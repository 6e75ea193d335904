use std::collections::BTreeMap;
use std::sync::Arc;

use chrono::Utc;
use rust_decimal::Decimal;
use thiserror::Error;
use tokio::sync::RwLock;

use crate::models::{normalize_address, InvalidAddress, TrackedAddress};

/// Shared between the pipeline (reloads, single writer) and the copy engine.
pub type SharedRegistry = Arc<RwLock<TrackedRegistry>>;

#[derive(Debug, Error, PartialEq, Eq)]
pub enum RegistryError {
    #[error(transparent)]
    InvalidAddress(#[from] InvalidAddress),

    #[error("copy ratio must be in (0, 1], got {0}")]
    InvalidCopyRatio(Decimal),

    #[error("max position size must be positive")]
    ZeroMaxPosition,
}

/// Build a validated `TrackedAddress` for an operator "add" action.
pub fn tracked_address(
    address: &str,
    max_position_size: u64,
    copy_ratio: Decimal,
) -> Result<TrackedAddress, RegistryError> {
    let address = normalize_address(address)?;
    if copy_ratio <= Decimal::ZERO || copy_ratio > Decimal::ONE {
        return Err(RegistryError::InvalidCopyRatio(copy_ratio));
    }
    if max_position_size == 0 {
        return Err(RegistryError::ZeroMaxPosition);
    }

    Ok(TrackedAddress {
        address,
        added_at: Utc::now(),
        max_position_size,
        copy_ratio,
    })
}

/// Addresses whose trades are replicated, keyed by normalized address.
///
/// Nothing in the pipeline promotes ranked traders into this set; entries
/// come only from operator actions.
#[derive(Debug, Clone, Default, PartialEq, Eq)]
pub struct TrackedRegistry {
    entries: BTreeMap<String, TrackedAddress>,
}

impl TrackedRegistry {
    pub fn new() -> Self {
        Self::default()
    }

    pub fn from_entries(entries: impl IntoIterator<Item = TrackedAddress>) -> Self {
        let mut registry = Self::new();
        for entry in entries {
            registry.add(entry);
        }
        registry
    }

    pub fn shared(self) -> SharedRegistry {
        Arc::new(RwLock::new(self))
    }

    /// Insert or replace. Returns the previous entry for the address.
    pub fn add(&mut self, mut entry: TrackedAddress) -> Option<TrackedAddress> {
        entry.address = entry.address.to_lowercase();
        self.entries.insert(entry.address.clone(), entry)
    }

    pub fn remove(&mut self, address: &str) -> Option<TrackedAddress> {
        self.entries.remove(&address.to_lowercase())
    }

    pub fn contains(&self, address: &str) -> bool {
        self.entries.contains_key(&address.to_lowercase())
    }

    pub fn get(&self, address: &str) -> Option<&TrackedAddress> {
        self.entries.get(&address.to_lowercase())
    }

    /// All entries ordered by address.
    pub fn list(&self) -> Vec<TrackedAddress> {
        self.entries.values().cloned().collect()
    }

    pub fn len(&self) -> usize {
        self.entries.len()
    }

    pub fn is_empty(&self) -> bool {
        self.entries.is_empty()
    }
}

#[cfg(test)]
mod tests {
    use super::*;

    const ADDR: &str = "0x00000000000000000000000000000000000000AA";

    #[test]
    fn test_add_contains_remove() {
        let mut registry = TrackedRegistry::new();
        let entry = tracked_address(ADDR, 50, Decimal::new(1, 1)).unwrap();

        assert!(registry.add(entry).is_none());
        assert!(registry.contains(ADDR));
        assert!(registry.contains(&ADDR.to_lowercase()));
        assert_eq!(registry.len(), 1);

        assert!(registry.remove(ADDR).is_some());
        assert!(!registry.contains(ADDR));
        assert!(registry.is_empty());
    }

    #[test]
    fn test_add_replaces_existing() {
        let mut registry = TrackedRegistry::new();
        registry.add(tracked_address(ADDR, 50, Decimal::new(1, 1)).unwrap());
        let previous = registry.add(tracked_address(ADDR, 80, Decimal::new(2, 1)).unwrap());

        assert_eq!(previous.unwrap().max_position_size, 50);
        assert_eq!(registry.get(ADDR).unwrap().max_position_size, 80);
    }

    #[test]
    fn test_list_is_sorted() {
        let registry = TrackedRegistry::from_entries([
            tracked_address("0x00000000000000000000000000000000000000cc", 1, Decimal::ONE).unwrap(),
            tracked_address("0x00000000000000000000000000000000000000aa", 1, Decimal::ONE).unwrap(),
        ]);
        let addresses: Vec<String> = registry.list().into_iter().map(|e| e.address).collect();
        assert_eq!(
            addresses,
            vec![
                "0x00000000000000000000000000000000000000aa",
                "0x00000000000000000000000000000000000000cc"
            ]
        );
    }

    #[test]
    fn test_tracked_address_validation() {
        assert!(matches!(
            tracked_address("nope", 1, Decimal::ONE),
            Err(RegistryError::InvalidAddress(_))
        ));
        assert!(matches!(
            tracked_address(ADDR, 1, Decimal::ZERO),
            Err(RegistryError::InvalidCopyRatio(_))
        ));
        assert!(matches!(
            tracked_address(ADDR, 1, Decimal::from(2)),
            Err(RegistryError::InvalidCopyRatio(_))
        ));
        assert_eq!(
            tracked_address(ADDR, 0, Decimal::ONE),
            Err(RegistryError::ZeroMaxPosition)
        );
    }
}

** Exercise prompt **
Take every line in the preceding listing that contains "TrackedRegistry" and copy it.

** Completed exercise **
pub type SharedRegistry = Arc<RwLock<TrackedRegistry>>;
pub struct TrackedRegistry {
impl TrackedRegistry {
        let mut registry = TrackedRegistry::new();
        let mut registry = TrackedRegistry::new();
        let registry = TrackedRegistry::from_entries([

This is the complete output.